### Problem details
Give back exactly the lines that run from the beginning of the entries to the line containing "pub fn from_u64(value: u64)", both included, and nothing else.

### Task inputs
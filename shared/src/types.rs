/// Numeric id carried by every packet and used to select its handler.
pub type PacketId = i32;

/// Identity of a Node (client, remote client or server) inside one Engine.
#[derive(PartialEq, Eq, Hash, Clone, Copy, Debug, PartialOrd, Ord)]
pub struct NodeId(u64);

impl NodeId {
    pub fn from_u64(value: u64) -> Self {
        NodeId(value)
    }

    pub fn to_u64(&self) -> u64 {
        self.0
    }
}

impl std::fmt::Display for NodeId {
    fn fmt(&self, f: &mut std::fmt::Formatter<'_>) -> std::fmt::Result {
        write!(f, "node#{}", self.0)
    }
}
use std::{
    io::Write,
    net::TcpStream,
    sync::{Arc, Mutex},
};

use idnet_shared::{
    error_handler_fn, ConnectionError, LockExt, NetError, Node, NodeKind, NodeRef, Packet,
};
use idnet_test::{assert_eventually, init_logger, Recorder, TestPair, DEFAULT_WAIT};

type Errors = Arc<Mutex<Vec<(NetError, Option<NodeKind>)>>>;

fn collect_remote_client_errors(pair: &TestPair) -> Errors {
    let errors: Errors = Arc::new(Mutex::new(Vec::new()));
    let log = errors.clone();
    pair.server_engine.register_dynamic_error_handler(
        |node: &NodeRef| node.kind() == NodeKind::RemoteClient,
        vec![error_handler_fn(move |error: &NetError, node: Option<&NodeRef>| {
            log.lock_or_recover()
                .push((error.clone(), node.map(|node| node.kind())));
        })],
    );
    errors
}

#[test]
fn panicking_handler_does_not_block_other_connections() {
    init_logger();
    let pair = TestPair::new();
    let errors = collect_remote_client_errors(&pair);
    pair.server_engine
        .register_handler(40, |_: &Packet, _: &NodeRef| -> Result<(), NetError> {
            panic!("handler blew up")
        })
        .expect("ordinary id");
    let recorder = Recorder::new();
    recorder.register(&pair.server_engine, 41);

    let clients = pair.connect_clients(2);
    clients[0]
        .send_packet(&Packet::new_reserved(40, Vec::new()))
        .expect("send");
    assert_eventually!(!errors.lock_or_recover().is_empty(), "panic was reported");

    clients[1]
        .send_packet(&Packet::new_reserved(41, vec![1]))
        .expect("send");
    assert!(recorder.wait_for(1, DEFAULT_WAIT), "dispatch stopped after a panic");

    assert_eq!(
        errors.lock_or_recover()[0],
        (
            NetError::HandlerPanicked {
                packet_id: 40,
                message: "handler blew up".to_string(),
            },
            Some(NodeKind::RemoteClient)
        )
    );
    // the panicking sender stays connected too
    clients[0]
        .send_packet(&Packet::new_reserved(41, vec![2]))
        .expect("send");
    assert!(recorder.wait_for(2, DEFAULT_WAIT));
}

#[test]
fn failing_handler_is_reported_with_its_node() {
    init_logger();
    let pair = TestPair::new();
    let errors = collect_remote_client_errors(&pair);
    pair.server_engine
        .register_handler(42, |packet: &Packet, _: &NodeRef| {
            Err(NetError::handler(packet.id(), "bad payload"))
        })
        .expect("ordinary id");

    let clients = pair.connect_clients(1);
    clients[0]
        .send_packet(&Packet::new_reserved(42, Vec::new()))
        .expect("send");

    assert_eventually!(errors.lock_or_recover().len() == 1, "failure was reported");
    assert_eq!(
        errors.lock_or_recover()[0],
        (
            NetError::handler(42, "bad payload"),
            Some(NodeKind::RemoteClient)
        )
    );
}

#[test]
fn corrupt_stream_drops_only_that_client() {
    init_logger();
    let pair = TestPair::new();
    let errors = collect_remote_client_errors(&pair);
    let recorder = Recorder::new();
    recorder.register(&pair.server_engine, 43);

    let clients = pair.connect_clients(1);
    let mut raw = TcpStream::connect(pair.addr).expect("raw connect");
    assert_eventually!(pair.server.client_count() == 2, "raw socket accepted");

    // a frame announcing more than the allowed maximum
    raw.write_all(&[0xff, 0xff, 0xff, 0xff]).expect("write garbage");

    assert_eventually!(pair.server.client_count() == 1, "corrupt client dropped");
    assert!(matches!(
        errors.lock_or_recover().first(),
        Some((
            NetError::Connection(ConnectionError::CorruptStream { .. }),
            Some(NodeKind::RemoteClient)
        ))
    ));

    clients[0]
        .send_packet(&Packet::new_reserved(43, Vec::new()))
        .expect("send");
    assert!(recorder.wait_for(1, DEFAULT_WAIT));
}

#[test]
fn server_going_away_disconnects_clients() {
    init_logger();
    let pair = TestPair::new();
    let clients = pair.connect_clients(2);

    pair.server.disconnect();

    assert_eventually!(
        clients.iter().all(|client| !client.is_connected()),
        "clients noticed the server leaving"
    );
    assert!(clients[0]
        .send_packet(&Packet::new_reserved(1, Vec::new()))
        .is_err());
}

#[test]
fn unknown_errors_reach_the_catch_all() {
    init_logger();
    let pair = TestPair::new();
    let seen = Arc::new(Mutex::new(Vec::new()));
    let log = seen.clone();
    pair.server_engine
        .register_unknown_error_handler(error_handler_fn(move |error: &NetError, node| {
            log.lock_or_recover().push((error.clone(), node.is_some()));
        }));

    let error = NetError::handler(1, "no origin");
    assert!(pair.server_engine.report_error(&error, None));
    assert_eq!(*seen.lock_or_recover(), vec![(error, false)]);
}
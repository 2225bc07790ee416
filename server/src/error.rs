use std::{io, net::SocketAddr};

use thiserror::Error;

use idnet_shared::NetError;

/// Errors returned by [`Server`](crate::Server) operations
#[derive(Debug, Clone, PartialEq, Eq, Error)]
pub enum ServerError {
    /// The listening socket could not be set up
    #[error("Failed to bind {addr} ({kind:?}): {message}")]
    Bind {
        addr: SocketAddr,
        kind: io::ErrorKind,
        message: String,
    },

    /// `listen` was called on a server that is already listening
    #[error("Server is already listening")]
    AlreadyListening,

    #[error(transparent)]
    Net(#[from] NetError),
}

impl ServerError {
    pub(crate) fn bind(addr: SocketAddr, error: &io::Error) -> Self {
        ServerError::Bind {
            addr,
            kind: error.kind(),
            message: error.to_string(),
        }
    }
}
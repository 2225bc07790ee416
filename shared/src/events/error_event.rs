use std::{
    collections::HashMap,
    sync::{Arc, Mutex},
};

use log::error;

use crate::{sync::LockExt, NetError, NodeId, NodeRef};

/// Receives errors the engine could not hand back to a caller
pub trait ErrorHandler: Send + Sync {
    /// An error that came from a known node
    fn handle_error(&self, error: &NetError, node: &NodeRef);

    /// An error with no known originating node
    fn handle_unknown_error(&self, error: &NetError);
}

struct FnErrorHandler<F>(F);

impl<F> ErrorHandler for FnErrorHandler<F>
where
    F: Fn(&NetError, Option<&NodeRef>) + Send + Sync,
{
    fn handle_error(&self, error: &NetError, node: &NodeRef) {
        (self.0)(error, Some(node));
    }

    fn handle_unknown_error(&self, error: &NetError) {
        (self.0)(error, None);
    }
}

/// Adapts a closure into an [`ErrorHandler`]; the node is `None` for
/// errors of unknown origin
pub fn error_handler_fn<F>(callback: F) -> Arc<dyn ErrorHandler>
where
    F: Fn(&NetError, Option<&NodeRef>) + Send + Sync + 'static,
{
    Arc::new(FnErrorHandler(callback))
}

/// Predicate selecting the nodes a dynamic error handler applies to
pub type NodePredicate = Arc<dyn Fn(&NodeRef) -> bool + Send + Sync>;

/// Fans reported errors out to the registered handlers.
///
/// Handlers registered for the exact node run first, then every predicate
/// registration that matches, in registration order. When nothing matched,
/// or the error has no known node, the catch-all handlers run. If no handler
/// at all took the error it is logged.
#[derive(Default)]
pub struct ErrorHandlers {
    by_node: Mutex<HashMap<NodeId, Vec<Arc<dyn ErrorHandler>>>>,
    dynamic: Mutex<Vec<(NodePredicate, Vec<Arc<dyn ErrorHandler>>)>>,
    unknown: Mutex<Vec<Arc<dyn ErrorHandler>>>,
}

impl ErrorHandlers {
    pub fn new() -> Self {
        Self {
            by_node: Mutex::new(HashMap::new()),
            dynamic: Mutex::new(Vec::new()),
            unknown: Mutex::new(Vec::new()),
        }
    }

    pub fn register_node(&self, node: NodeId, handler: Arc<dyn ErrorHandler>) {
        self.by_node
            .lock_or_recover()
            .entry(node)
            .or_default()
            .push(handler);
    }

    /// Drops every handler registered for `node`
    pub fn unregister_node(&self, node: NodeId) {
        self.by_node.lock_or_recover().remove(&node);
    }

    pub fn register_dynamic(&self, predicate: NodePredicate, handlers: Vec<Arc<dyn ErrorHandler>>) {
        self.dynamic.lock_or_recover().push((predicate, handlers));
    }

    pub fn register_unknown(&self, handler: Arc<dyn ErrorHandler>) {
        self.unknown.lock_or_recover().push(handler);
    }

    /// Routes an error to the matching handlers. Returns whether any
    /// handler received it.
    pub fn report(&self, error: &NetError, node: Option<&NodeRef>) -> bool {
        if let Some(node) = node {
            let mut matched: Vec<Arc<dyn ErrorHandler>> = self
                .by_node
                .lock_or_recover()
                .get(&node.id())
                .cloned()
                .unwrap_or_default();

            // snapshot so user predicates run without the lock held
            let dynamic = self.dynamic.lock_or_recover().clone();
            for (predicate, handlers) in &dynamic {
                if predicate(node) {
                    matched.extend(handlers.iter().cloned());
                }
            }

            if !matched.is_empty() {
                for handler in &matched {
                    handler.handle_error(error, node);
                }
                return true;
            }
        }

        let unknown = self.unknown.lock_or_recover().clone();
        if !unknown.is_empty() {
            for handler in &unknown {
                handler.handle_unknown_error(error);
            }
            return true;
        }

        match node {
            Some(node) => error!("unhandled network error from {:?}: {}", node, error),
            None => error!("unhandled network error: {}", error),
        }
        false
    }
}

### Result of this task
filename shared/src/types.rs
/// Numeric id carried by every packet and used to select its handler.
pub type PacketId = i32;

/// Identity of a Node (client, remote client or server) inside one Engine.
#[derive(PartialEq, Eq, Hash, Clone, Copy, Debug, PartialOrd, Ord)]
pub struct NodeId(u64);

impl NodeId {
    pub fn from_u64(value: u64) -> Self {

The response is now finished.